Фоули: Конкурировали ли между собой после войны кейнсианское управление спросом и ориентированный больше на совершенствование структуры экономики подход к формированию экономической политики, основанный на анализе затрат и результатов?

Леонтьев: Думаю, что кейнсианский подход определенно победил. Особой конкуренции, думаю, не было. Победил Кейнс.

Фоули: Почему это произошло?

Леонтьев: Потому, что Кейнс был очень прагматично ориентирован. По духу он был в большей степени политик, причем превосходный политик. Думаю, он разработал свою теорию, в сущности, чтобы обосновать собственные рекомендации в области политики. Он был невероятно умен.

Фоули: Но, похоже, что и у вас были политические контакты в Министерстве труда, Министерстве обороны и Министерстве торговли.

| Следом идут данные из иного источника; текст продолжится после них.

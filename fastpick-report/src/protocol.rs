//! Output Line Protocol
//!
//! The line-oriented contract between a benchmark run and whoever reads its
//! output:
//!
//! ```text
//! cycle: Name: <name>, Ops: <number>                 (stdout)
//! BENCHMARK_EXECUTION_ERROR [<name>]: <message>      (stderr)
//! RESULTS_JSON: {"results":[...],"fastest":"<name>"} (stdout)
//! complete: Fastest is <name>                        (stdout)
//! BENCHMARK_ERROR: <message>                         (stderr)
//! ```
//!
//! Lines are produced through a [`ProtocolSink`] so the run can be pointed
//! at real streams or captured in memory.

use crate::comparison::BenchmarkComparison;
use std::fmt;
use std::io::{self, Write};

/// Prefix of the machine-readable results line
pub const RESULTS_MARKER: &str = "RESULTS_JSON:";
/// Prefix of a fatal error line
pub const ERROR_MARKER: &str = "BENCHMARK_ERROR:";
/// Prefix of a per-candidate failure line
pub const EXECUTION_ERROR_MARKER: &str = "BENCHMARK_EXECUTION_ERROR";
/// Prefix of a per-candidate trace line
pub const CYCLE_MARKER: &str = "cycle:";
/// Prefix of the completion line
pub const COMPLETE_MARKER: &str = "complete: Fastest is";

/// Which stream a line belongs on
#[derive(Debug, Clone, Copy, PartialEq, Eq)]
pub enum Stream {
    /// Standard output
    Out,
    /// Standard error
    Err,
}

/// One line of run output
#[derive(Debug, Clone, PartialEq)]
pub enum ProtocolLine {
    /// A candidate finished
    Cycle {
        /// Candidate name
        name: String,
        /// Operations per second
        ops: f64,
    },
    /// A candidate failed
    ExecutionError {
        /// Candidate name
        name: String,
        /// Failure message
        message: String,
    },
    /// Final comparison
    Results(BenchmarkComparison),
    /// Winner announcement
    Complete {
        /// Winning candidate name
        fastest: String,
    },
    /// The run could not proceed at all
    Fatal(String),
}

impl ProtocolLine {
    /// Stream this line is written to
    pub fn stream(&self) -> Stream {
        match self {
            ProtocolLine::ExecutionError { .. } | ProtocolLine::Fatal(_) => Stream::Err,
            _ => Stream::Out,
        }
    }
}

impl fmt::Display for ProtocolLine {
    fn fmt(&self, f: &mut fmt::Formatter<'_>) -> fmt::Result {
        match self {
            ProtocolLine::Cycle { name, ops } => {
                write!(f, "{CYCLE_MARKER} Name: {name}, Ops: {}", format_ops(*ops))
            }
            ProtocolLine::ExecutionError { name, message } => write!(
                f,
                "{EXECUTION_ERROR_MARKER} [{name}]: {}",
                single_line(message)
            ),
            ProtocolLine::Results(comparison) => {
                let json = serde_json::to_string(comparison).map_err(|_| fmt::Error)?;
                write!(f, "{RESULTS_MARKER} {json}")
            }
            ProtocolLine::Complete { fastest } => write!(f, "{COMPLETE_MARKER} {fastest}"),
            ProtocolLine::Fatal(message) => write!(f, "{ERROR_MARKER} {}", single_line(message)),
        }
    }
}

/// Format ops/sec for trace lines: whole numbers from 100 up, two decimals below.
pub fn format_ops(ops: f64) -> String {
    if ops >= 100.0 {
        format!("{ops:.0}")
    } else {
        format!("{ops:.2}")
    }
}

fn single_line(message: &str) -> String {
    message.lines().map(str::trim_end).collect::<Vec<_>>().join(" | ")
}

/// Destination for protocol lines
pub trait ProtocolSink {
    /// Write one line
    fn emit(&mut self, line: &ProtocolLine) -> io::Result<()>;
}

/// Sink writing to a pair of streams, flushing after every line.
pub struct StreamSink<O: Write, E: Write> {
    out: O,
    err: E,
}

impl StreamSink<io::Stdout, io::Stderr> {
    /// Sink over the process's stdout and stderr
    pub fn stdio() -> Self {
        Self::new(io::stdout(), io::stderr())
    }
}

impl<O: Write, E: Write> StreamSink<O, E> {
    /// Sink over arbitrary writers
    pub fn new(out: O, err: E) -> Self {
        Self { out, err }
    }

    /// Recover the writers
    pub fn into_inner(self) -> (O, E) {
        (self.out, self.err)
    }
}

impl<O: Write, E: Write> ProtocolSink for StreamSink<O, E> {
    fn emit(&mut self, line: &ProtocolLine) -> io::Result<()> {
        let target: &mut dyn Write = match line.stream() {
            Stream::Out => &mut self.out,
            Stream::Err => &mut self.err,
        };
        writeln!(target, "{line}")?;
        target.flush()
    }
}

/// Sink that keeps every line, for tests and in-process callers.
#[derive(Debug, Default)]
pub struct MemorySink {
    /// Lines in emission order
    pub lines: Vec<ProtocolLine>,
}

impl MemorySink {
    /// Empty sink
    pub fn new() -> Self {
        Self::default()
    }

    /// Text of every line bound for `stream`
    pub fn text(&self, stream: Stream) -> String {
        self.lines
            .iter()
            .filter(|line| line.stream() == stream)
            .map(|line| format!("{line}\n"))
            .collect()
    }

    /// Text of every line, both streams interleaved in emission order
    pub fn combined(&self) -> String {
        self.lines.iter().map(|line| format!("{line}\n")).collect()
    }
}

impl ProtocolSink for MemorySink {
    fn emit(&mut self, line: &ProtocolLine) -> io::Result<()> {
        self.lines.push(line.clone());
        Ok(())
    }
}
//! Benchmark Execution
//!
//! The orchestrator behind `fastpick run`:
//!
//! ```text
//! BenchmarkModule
//!        │  prepare_candidates + shape_arguments
//!        ▼
//!   Suite (one SandboxCase per candidate, strictly sequential)
//!        │  cycle / execution-error lines as each case finishes
//!        ▼
//!   BenchmarkComparison → RESULTS_JSON + complete lines
//! ```
//!
//! A failing candidate is reported and skipped; only a suite setup failure
//! or an unwritable output stream stops the run.

use super::statistics::{compute_statistics, to_candidate_result};
use fastpick_core::{
    BenchmarkModule, BenchmarkResult, Candidate, CaseError, CaseOutcome, SandboxCase,
    SandboxConfig, Suite, SuiteError, SuiteObserver, TimingConfig, DEFAULT_SAMPLE_COUNT,
    prepare_candidates, shape_arguments,
};
use fastpick_report::{BenchmarkComparison, CandidateResult, ProtocolLine, ProtocolSink};
use fastpick_stats::ThroughputSummary;
use indicatif::{ProgressBar, ProgressDrawTarget, ProgressStyle};
use serde_json::Value;
use std::collections::HashMap;
use std::io;
use std::sync::Arc;
use std::time::{Duration, Instant};
use thiserror::Error;

/// Configuration for benchmark execution
#[derive(Debug, Clone, PartialEq, Eq)]
pub struct ExecutionConfig {
    /// Warmup time in nanoseconds
    pub warmup_time_ns: u64,
    /// Measurement time in nanoseconds
    pub measurement_time_ns: u64,
    /// Minimum iterations
    pub min_iterations: Option<u64>,
    /// Maximum iterations
    pub max_iterations: Option<u64>,
    /// Samples to aim for per candidate
    pub target_samples: usize,
    /// Per-candidate sandbox limits
    pub sandbox: SandboxConfig,
}

impl ExecutionConfig {
    /// Fixed-count mode: no warmup, exactly `n` iterations per candidate.
    pub fn fixed(n: u64) -> Self {
        Self {
            warmup_time_ns: 0,
            measurement_time_ns: 0,
            min_iterations: Some(n),
            max_iterations: Some(n),
            ..Self::default()
        }
    }

    /// Timing parameters handed to the suite
    pub fn timing(&self) -> TimingConfig {
        TimingConfig {
            warmup_time_ns: self.warmup_time_ns,
            measurement_time_ns: self.measurement_time_ns,
            min_iterations: self.min_iterations,
            max_iterations: self.max_iterations,
            target_samples: self.target_samples,
        }
    }
}

impl Default for ExecutionConfig {
    fn default() -> Self {
        Self {
            warmup_time_ns: 250_000_000,        // 250ms
            measurement_time_ns: 1_000_000_000, // 1 second
            min_iterations: None,
            max_iterations: None,
            target_samples: DEFAULT_SAMPLE_COUNT,
            sandbox: SandboxConfig::default(),
        }
    }
}

/// Fatal orchestration errors
#[derive(Debug, Error)]
pub enum OrchestratorError {
    /// The suite could not be set up or run
    #[error("benchmark setup failed: {0}")]
    Setup(#[from] SuiteError),

    /// Protocol output could not be written
    #[error("failed to write benchmark output: {0}")]
    Output(#[from] io::Error),
}

/// Everything a completed run produced
#[derive(Debug)]
pub struct SuiteReport {
    /// Candidates in run order
    pub candidates: Vec<Candidate>,
    /// One outcome per candidate, same order
    pub outcomes: Vec<CaseOutcome>,
    /// Statistics for each successful candidate, by the name the module gave them
    pub summaries: HashMap<String, ThroughputSummary>,
    /// Final ranking
    pub comparison: BenchmarkComparison,
    /// Wall-clock time of the whole run
    pub duration: Duration,
}

impl SuiteReport {
    /// Number of candidates that produced a result
    pub fn passed(&self) -> usize {
        self.outcomes.iter().filter(|o| o.is_success()).count()
    }
}

/// Runs a module's candidates and reports through a [`ProtocolSink`].
pub struct Orchestrator {
    config: ExecutionConfig,
    show_progress: bool,
}

impl Orchestrator {
    /// Orchestrator with the given configuration; progress bar off
    pub fn new(config: ExecutionConfig) -> Self {
        Self {
            config,
            show_progress: false,
        }
    }

    /// Draw a progress bar on stderr while cases run
    pub fn with_progress(mut self, show_progress: bool) -> Self {
        self.show_progress = show_progress;
        self
    }

    /// Configuration in effect
    pub fn config(&self) -> &ExecutionConfig {
        &self.config
    }

    /// Benchmark every implementation in `module`.
    pub fn run(
        &self,
        module: &BenchmarkModule,
        sink: &mut dyn ProtocolSink,
    ) -> Result<SuiteReport, OrchestratorError> {
        let start = Instant::now();

        let mut suite = Suite::new(self.config.timing())?;
        let candidates = prepare_candidates(module);
        let arguments: Arc<[Value]> = shape_arguments(&module.test_data).into();
        tracing::debug!(
            candidates = candidates.len(),
            arguments = arguments.len(),
            "prepared candidates"
        );

        for candidate in &candidates {
            suite.register(SandboxCase::new(
                candidate,
                Arc::clone(&arguments),
                self.config.sandbox.clone(),
            ))?;
        }

        let mut observer = ProtocolObserver::new(sink, self.show_progress);
        let outcomes = suite.run(&mut observer)?;
        let (results, summaries, write_error) = observer.finish();
        if let Some(e) = write_error {
            return Err(OrchestratorError::Output(e));
        }

        let comparison = BenchmarkComparison::from_results(results);
        sink.emit(&ProtocolLine::Results(comparison.clone()))?;
        sink.emit(&ProtocolLine::Complete {
            fastest: comparison.fastest.clone(),
        })?;

        tracing::debug!(fastest = %comparison.fastest, "run complete");
        Ok(SuiteReport {
            candidates,
            outcomes,
            summaries,
            comparison,
            duration: start.elapsed(),
        })
    }
}

/// Suite observer that computes statistics and emits protocol lines as
/// each case finishes.
pub struct ProtocolObserver<'a> {
    sink: &'a mut dyn ProtocolSink,
    progress: Option<ProgressBar>,
    show_progress: bool,
    results: Vec<CandidateResult>,
    summaries: HashMap<String, ThroughputSummary>,
    write_error: Option<io::Error>,
}

impl<'a> ProtocolObserver<'a> {
    /// Observer writing to `sink`
    pub fn new(sink: &'a mut dyn ProtocolSink, show_progress: bool) -> Self {
        Self {
            sink,
            progress: None,
            show_progress,
            results: Vec::new(),
            summaries: HashMap::new(),
            write_error: None,
        }
    }

    /// Results, statistics, and the first write failure, if any
    pub fn finish(
        self,
    ) -> (
        Vec<CandidateResult>,
        HashMap<String, ThroughputSummary>,
        Option<io::Error>,
    ) {
        (self.results, self.summaries, self.write_error)
    }

    fn emit(&mut self, line: ProtocolLine) {
        if self.write_error.is_some() {
            return;
        }
        if let Err(e) = self.sink.emit(&line) {
            self.write_error = Some(e);
        }
    }

    fn advance(&mut self) {
        if let Some(pb) = &self.progress {
            pb.inc(1);
        }
    }
}

impl SuiteObserver for ProtocolObserver<'_> {
    fn on_start(&mut self, total: usize) {
        if !self.show_progress {
            return;
        }
        let pb = ProgressBar::with_draw_target(Some(total as u64), ProgressDrawTarget::stderr());
        pb.set_style(
            ProgressStyle::default_bar()
                .template("{spinner:.green} [{elapsed_precise}] [{bar:40.cyan/blue}] {pos}/{len} {msg}")
                .unwrap_or_else(|_| ProgressStyle::default_bar())
                .progress_chars("#>-"),
        );
        self.progress = Some(pb);
    }

    fn on_cycle(&mut self, name: &str, result: &BenchmarkResult) {
        let summary = compute_statistics(result);
        let entry = to_candidate_result(name, result, summary.as_ref());
        tracing::debug!(
            case = name,
            ops = entry.ops,
            margin = entry.margin.unwrap_or(0.0),
            "cycle"
        );

        self.emit(ProtocolLine::Cycle {
            name: name.to_string(),
            ops: entry.ops,
        });
        if let Some(summary) = summary {
            self.summaries.insert(name.to_string(), summary);
        }
        self.results.push(entry);

        if let Some(pb) = &self.progress {
            pb.set_message(name.to_string());
        }
        self.advance();
    }

    fn on_error(&mut self, name: &str, error: &CaseError) {
        tracing::warn!(case = name, %error, "candidate failed");
        self.emit(ProtocolLine::ExecutionError {
            name: name.to_string(),
            message: error.to_string(),
        });
        self.advance();
    }

    fn on_complete(&mut self, _outcomes: &[CaseOutcome]) {
        if let Some(pb) = self.progress.take() {
            pb.finish_and_clear();
        }
    }
}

Леонтьев: О да. Но, вы знаете, они были иными. Намного более скромными. Министерство труда изучало вопросы, связанные с предложением на рынке труда, разными навыками и т. д. То есть занималось намного более узкими вещами. У них по-прежнему есть подразделение, занимающееся анализом затрат и результатов, – Бюро статистики труда.